ApiGen doesn't just listen to the network. It combines multiple vectors to find endpoints:

  • Runtime Capture: Directly intercepting XHR/Fetch calls during your session.
  • Static Bundle Extraction: Parsing minified JS bundles and source maps for hidden routes.
  • Persisted Query Recovery: Matching hashed GraphQL payloads against observed queries.
  • Inferred Routing: Detecting frontend route definitions and mapping them to expected backend endpoints.

2. Endpoint Identity Resolution

Endpoints are dynamically deduplicated. ApiGen merges GET /api/users/123 and GET /api/users/456 into a canonical GET /api/users/:id. It tracks the Trust State of each endpoint, upgrading it from inferred to observed when an endpoint found in a static bundle is actually executed at runtime.

3. Replay Analysis & Inference

ApiGen calculates the exact semantic dependencies required to replay an API call.

  • It tracks Tokens, Cookies, and UUIDs flowing across responses and subsequent requests.
  • It performs Semantic Token Classification, identifying JWTs, opaque hashes, or timestamps, adjusting confidence scores dynamically (e.g., ephemeral timestamps are heavily penalized; JWTs are highly trusted).

4. Replay Graph & Workflow Synthesis

ApiGen constructs a massive directed graph of the application's state. It runs graph-theory and topological analyses to group raw requests into intelligent Workflows.

  • Groups are logically separated by Route Families and Auth Boundaries.
  • Discovers Auth Chains, linking the initial POST /login all the way through the protected downstream requests.
  • Identifies Critical Paths, stripping away background noise (like telemetry or images) to expose the sequential backbone of the workflow.

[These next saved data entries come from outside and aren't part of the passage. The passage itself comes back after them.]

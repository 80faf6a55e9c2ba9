// crates/roast-clients/src/key_manager.rs
// ============================================================================
// Module: Key Manager Client
// Description: Secrets and containers API client plus creation behaviors.
// Purpose: Create, read, list, and delete key manager resources in tests.
// Dependencies: serde, roast-core
// ============================================================================

//! ## Overview
//! [`KeyManagerClient`] maps the secrets and containers endpoints one call
//! per operation. [`ContainerBehaviors`] composes those calls into the
//! multi-step setups used by suites; every resource a behavior creates is
//! registered for deletion in the caller's [`ResourceRegistry`] as soon as
//! its reference is known.

// ============================================================================
// SECTION: Imports
// ============================================================================

use roast_core::ResourceRegistry;
use serde::Deserialize;
use serde::Serialize;
use serde_json::Value;

use crate::datagen::rand_name;
use crate::error::ClientError;
use crate::rest::ApiResponse;
use crate::rest::RestClient;

// ============================================================================
// SECTION: Constants
// ============================================================================

/// Generic container type.
pub const GENERIC_CONTAINER: &str = "generic";
/// RSA container type.
pub const RSA_CONTAINER: &str = "rsa";
/// Secrets collection path.
const SECRETS_PATH: &str = "v1/secrets";
/// Containers collection path.
const CONTAINERS_PATH: &str = "v1/containers";

// ============================================================================
// SECTION: Models
// ============================================================================

/// Secret creation request.
#[derive(Debug, Clone, PartialEq, Eq, Serialize)]
pub struct SecretRequest {
    /// Secret name.
    pub name: String,
    /// Secret payload.
    #[serde(skip_serializing_if = "Option::is_none")]
    pub payload: Option<String>,
    /// Payload media type.
    #[serde(skip_serializing_if = "Option::is_none")]
    pub payload_content_type: Option<String>,
    /// Payload encoding.
    #[serde(skip_serializing_if = "Option::is_none")]
    pub payload_content_encoding: Option<String>,
    /// Key algorithm.
    #[serde(skip_serializing_if = "Option::is_none")]
    pub algorithm: Option<String>,
    /// Key size in bits.
    #[serde(skip_serializing_if = "Option::is_none")]
    pub bit_length: Option<u32>,
    /// Cipher mode.
    #[serde(skip_serializing_if = "Option::is_none")]
    pub mode: Option<String>,
}

impl SecretRequest {
    /// Builds a request with the standard AES test payload.
    #[must_use]
    pub fn standard(name: impl Into<String>) -> Self {
        Self {
            name: name.into(),
            payload: Some("dGhlIHBheWxvYWQ=".to_string()),
            payload_content_type: Some("application/octet-stream".to_string()),
            payload_content_encoding: Some("base64".to_string()),
            algorithm: Some("aes".to_string()),
            bit_length: Some(256),
            mode: Some("cbc".to_string()),
        }
    }
}

/// Reference returned when a secret is created.
#[derive(Debug, Clone, PartialEq, Eq, Deserialize)]
pub struct SecretRef {
    /// Absolute secret URL.
    pub secret_ref: String,
}

/// Named secret reference held by a container.
#[derive(Debug, Clone, PartialEq, Eq, PartialOrd, Ord, Serialize, Deserialize)]
pub struct ContainerSecret {
    /// Role name inside the container.
    pub name: String,
    /// Absolute secret URL.
    pub secret_ref: String,
}

/// Container creation request.
#[derive(Debug, Clone, PartialEq, Eq, Serialize)]
pub struct ContainerRequest {
    /// Container name.
    pub name: String,
    /// Container type (`generic` or `rsa`).
    #[serde(rename = "type")]
    pub container_type: String,
    /// Referenced secrets.
    pub secret_refs: Vec<ContainerSecret>,
}

/// Reference returned when a container is created.
#[derive(Debug, Clone, PartialEq, Eq, Deserialize)]
pub struct ContainerRef {
    /// Absolute container URL.
    pub container_ref: String,
}

/// Container metadata.
#[derive(Debug, Clone, PartialEq, Eq, Deserialize)]
pub struct Container {
    /// Container name.
    #[serde(default)]
    pub name: Option<String>,
    /// Absolute container URL.
    pub container_ref: String,
    /// Container type.
    #[serde(rename = "type")]
    pub container_type: String,
    /// Lifecycle status.
    #[serde(default)]
    pub status: Option<String>,
    /// Referenced secrets.
    #[serde(default)]
    pub secret_refs: Vec<ContainerSecret>,
}

/// One page of containers.
#[derive(Debug, Clone, PartialEq, Eq, Deserialize)]
pub struct ContainerPage {
    /// Containers on this page.
    #[serde(default)]
    pub containers: Vec<Container>,
    /// Total containers visible to the project.
    #[serde(default)]
    pub total: Option<u64>,
    /// Next page link.
    #[serde(default)]
    pub next: Option<String>,
    /// Previous page link.
    #[serde(default)]
    pub previous: Option<String>,
}

// ============================================================================
// SECTION: Client
// ============================================================================

/// Key manager API client.
#[derive(Debug, Clone)]
pub struct KeyManagerClient {
    /// Transport bound to the key manager endpoint.
    rest: RestClient,
}

impl KeyManagerClient {
    /// Wraps a transport bound to the key manager endpoint.
    #[must_use]
    pub const fn new(rest: RestClient) -> Self {
        Self {
            rest,
        }
    }

    /// Returns the underlying transport.
    #[must_use]
    pub const fn rest(&self) -> &RestClient {
        &self.rest
    }

    /// Creates a secret.
    ///
    /// # Errors
    ///
    /// Returns [`ClientError`] when the request cannot be completed.
    pub fn create_secret(
        &self,
        request: &SecretRequest,
    ) -> Result<ApiResponse<SecretRef>, ClientError> {
        self.rest.post(SECRETS_PATH, request)
    }

    /// Deletes a secret by reference.
    ///
    /// # Errors
    ///
    /// Returns [`ClientError`] when the request cannot be completed.
    pub fn delete_secret(&self, secret_ref: &str) -> Result<ApiResponse<Value>, ClientError> {
        self.rest.delete(secret_ref)
    }

    /// Creates a container.
    ///
    /// # Errors
    ///
    /// Returns [`ClientError`] when the request cannot be completed.
    pub fn create_container(
        &self,
        request: &ContainerRequest,
    ) -> Result<ApiResponse<ContainerRef>, ClientError> {
        self.rest.post(CONTAINERS_PATH, request)
    }

    /// Fetches a container by reference.
    ///
    /// # Errors
    ///
    /// Returns [`ClientError`] when the request cannot be completed.
    pub fn get_container(
        &self,
        container_ref: &str,
    ) -> Result<ApiResponse<Container>, ClientError> {
        self.rest.get(container_ref)
    }

    /// Lists one page of containers.
    ///
    /// # Errors
    ///
    /// Returns [`ClientError`] when the request cannot be completed.
    pub fn list_containers(
        &self,
        limit: usize,
        offset: usize,
    ) -> Result<ApiResponse<ContainerPage>, ClientError> {
        let limit = limit.to_string();
        let offset = offset.to_string();
        self.rest.get_query(CONTAINERS_PATH, &[("limit", &limit), ("offset", &offset)])
    }

    /// Deletes a container by reference.
    ///
    /// # Errors
    ///
    /// Returns [`ClientError`] when the request cannot be completed.
    pub fn delete_container(&self, container_ref: &str) -> Result<ApiResponse<Value>, ClientError> {
        self.rest.delete(container_ref)
    }
}

// ============================================================================
// SECTION: Behaviors
// ============================================================================

/// Multi-step container and secret setups with cleanup registration.
#[derive(Debug, Clone)]
pub struct ContainerBehaviors {
    /// Key manager client.
    client: KeyManagerClient,
}

impl ContainerBehaviors {
    /// Creates behaviors over a client.
    #[must_use]
    pub const fn new(client: KeyManagerClient) -> Self {
        Self {
            client,
        }
    }

    /// Returns the underlying client.
    #[must_use]
    pub const fn client(&self) -> &KeyManagerClient {
        &self.client
    }

    /// Creates a standard secret and registers its deletion.
    ///
    /// # Errors
    ///
    /// Returns [`ClientError`] unless the service answers 201 with a reference.
    pub fn create_secret(
        &self,
        resources: &mut ResourceRegistry,
        name: &str,
    ) -> Result<String, ClientError> {
        let created = self
            .client
            .create_secret(&SecretRequest::standard(name))?
            .require("create secret", 201)?;
        resources.add(
            format!("secret {}", created.secret_ref),
            self.client.rest().delete_cleanup(created.secret_ref.clone()),
        );
        Ok(created.secret_ref)
    }

    /// Creates `count` secrets with random names.
    ///
    /// # Errors
    ///
    /// Returns the first [`ClientError`]; secrets created before it stay
    /// registered for cleanup.
    pub fn create_n_secrets(
        &self,
        resources: &mut ResourceRegistry,
        count: usize,
    ) -> Result<Vec<String>, ClientError> {
        let mut refs = Vec::with_capacity(count);
        for _ in 0 .. count {
            refs.push(self.create_secret(resources, &rand_name("secret"))?);
        }
        Ok(refs)
    }

    /// Creates a container and registers its deletion when the service
    /// returns a reference.
    ///
    /// # Errors
    ///
    /// Returns [`ClientError`] when the request cannot be completed; status
    /// checks are left to the caller.
    pub fn create_container(
        &self,
        resources: &mut ResourceRegistry,
        name: &str,
        container_type: &str,
        secret_refs: Vec<ContainerSecret>,
    ) -> Result<ApiResponse<ContainerRef>, ClientError> {
        let request = ContainerRequest {
            name: name.to_string(),
            container_type: container_type.to_string(),
            secret_refs,
        };
        let response = self.client.create_container(&request)?;
        if let Some(created) = response.entity.as_ref().filter(|_| response.is_success()) {
            resources.add(
                format!("container {}", created.container_ref),
                self.client.rest().delete_cleanup(created.container_ref.clone()),
            );
        }
        Ok(response)
    }

    /// Creates one secret and a generic container referencing it.
    ///
    /// Returns the secret reference and the container creation response.
    ///
    /// # Errors
    ///
    /// Returns [`ClientError`] when the secret cannot be created or the
    /// container request cannot be completed.
    pub fn create_container_with_secret(
        &self,
        resources: &mut ResourceRegistry,
        name: &str,
        secret_name: &str,
    ) -> Result<(String, ApiResponse<ContainerRef>), ClientError> {
        let secret_ref = self.create_secret(resources, secret_name)?;
        let refs = vec![ContainerSecret {
            name: secret_name.to_string(),
            secret_ref: secret_ref.clone(),
        }];
        let response = self.create_container(resources, name, GENERIC_CONTAINER, refs)?;
        Ok((secret_ref, response))
    }

    /// Creates an RSA container from private key, public key, and passphrase
    /// secret references.
    ///
    /// # Errors
    ///
    /// Returns [`ClientError`] when the request cannot be completed.
    pub fn create_rsa_container(
        &self,
        resources: &mut ResourceRegistry,
        name: &str,
        private_key: &str,
        public_key: &str,
        passphrase: &str,
    ) -> Result<ApiResponse<ContainerRef>, ClientError> {
        let refs = [
            ("private_key", private_key),
            ("public_key", public_key),
            ("private_key_passphrase", passphrase),
        ]
        .into_iter()
        .map(|(role, secret_ref)| ContainerSecret {
            name: role.to_string(),
            secret_ref: secret_ref.to_string(),
        })
        .collect();
        self.create_container(resources, name, RSA_CONTAINER, refs)
    }

    /// Deletes a container; its registered cleanup later finds it gone.
    ///
    /// # Errors
    ///
    /// Returns [`ClientError`] when the request cannot be completed.
    pub fn delete_container(&self, container_ref: &str) -> Result<ApiResponse<Value>, ClientError> {
        self.client.delete_container(container_ref)
    }
}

5. GraphQL Deep Introspection

Modern web apps hide entire backend ecosystems behind a single /graphql endpoint. ApiGen cracks this open by parsing GraphQL ASTs in real time, detecting fragments, variables, and operation names. If a server allows it, ApiGen will also silently attempt a full schema introspection.

🔬 Provenance Tracking

ApiGen treats API endpoints like forensic evidence. Every discovered endpoint maintains a strict lineage of how it was found:

  • runtime_capture - We saw the browser make this request.
  • static_bundle - We extracted this URL from a minified Javascript chunk.
  • persisted_query - We recovered this GraphQL document from a hashed payload.
  • inferred_route - We found a frontend route that implies this backend endpoint.

🛑 Limitations

  • Replay execution is currently analytical only. The engine builds the execution plan but does not actively fire destructive replays.
  • Extremely heavily obfuscated bundle extraction might yield false positives.
  • Replay analysis struggles with endpoints that employ heavy client-side request signing (e.g., HMAC-SHA256 of the payload + timestamp) since it breaks linear token dependency chains.

🗺 Roadmap

  • [ ] Active Workflow Execution (running synthesized plans autonomously)
  • [ ] Agentic Exploration Planner (allowing an AI to actively explore unresolved routes)
  • [ ] Semantic Fuzzing / Attack Surface generation
  • [ ] WebAssembly interception support

💡 Philosophy

Runtime traffic doesn't lie.

Source code gets stale. Documentation is aspirational. Developer assumptions are often wrong. But the bytes flying over the wire are the unvarnished truth of how a system operates.

ApiGen was built for security researchers, reverse engineers, and system architects who need to rapidly understand an undocumented or hostile backend ecosystem. By shifting from static analysis to dynamic runtime intelligence, ApiGen exposes the actual, breathing structure of modern applications.

ApiGen is licensed under the MIT License.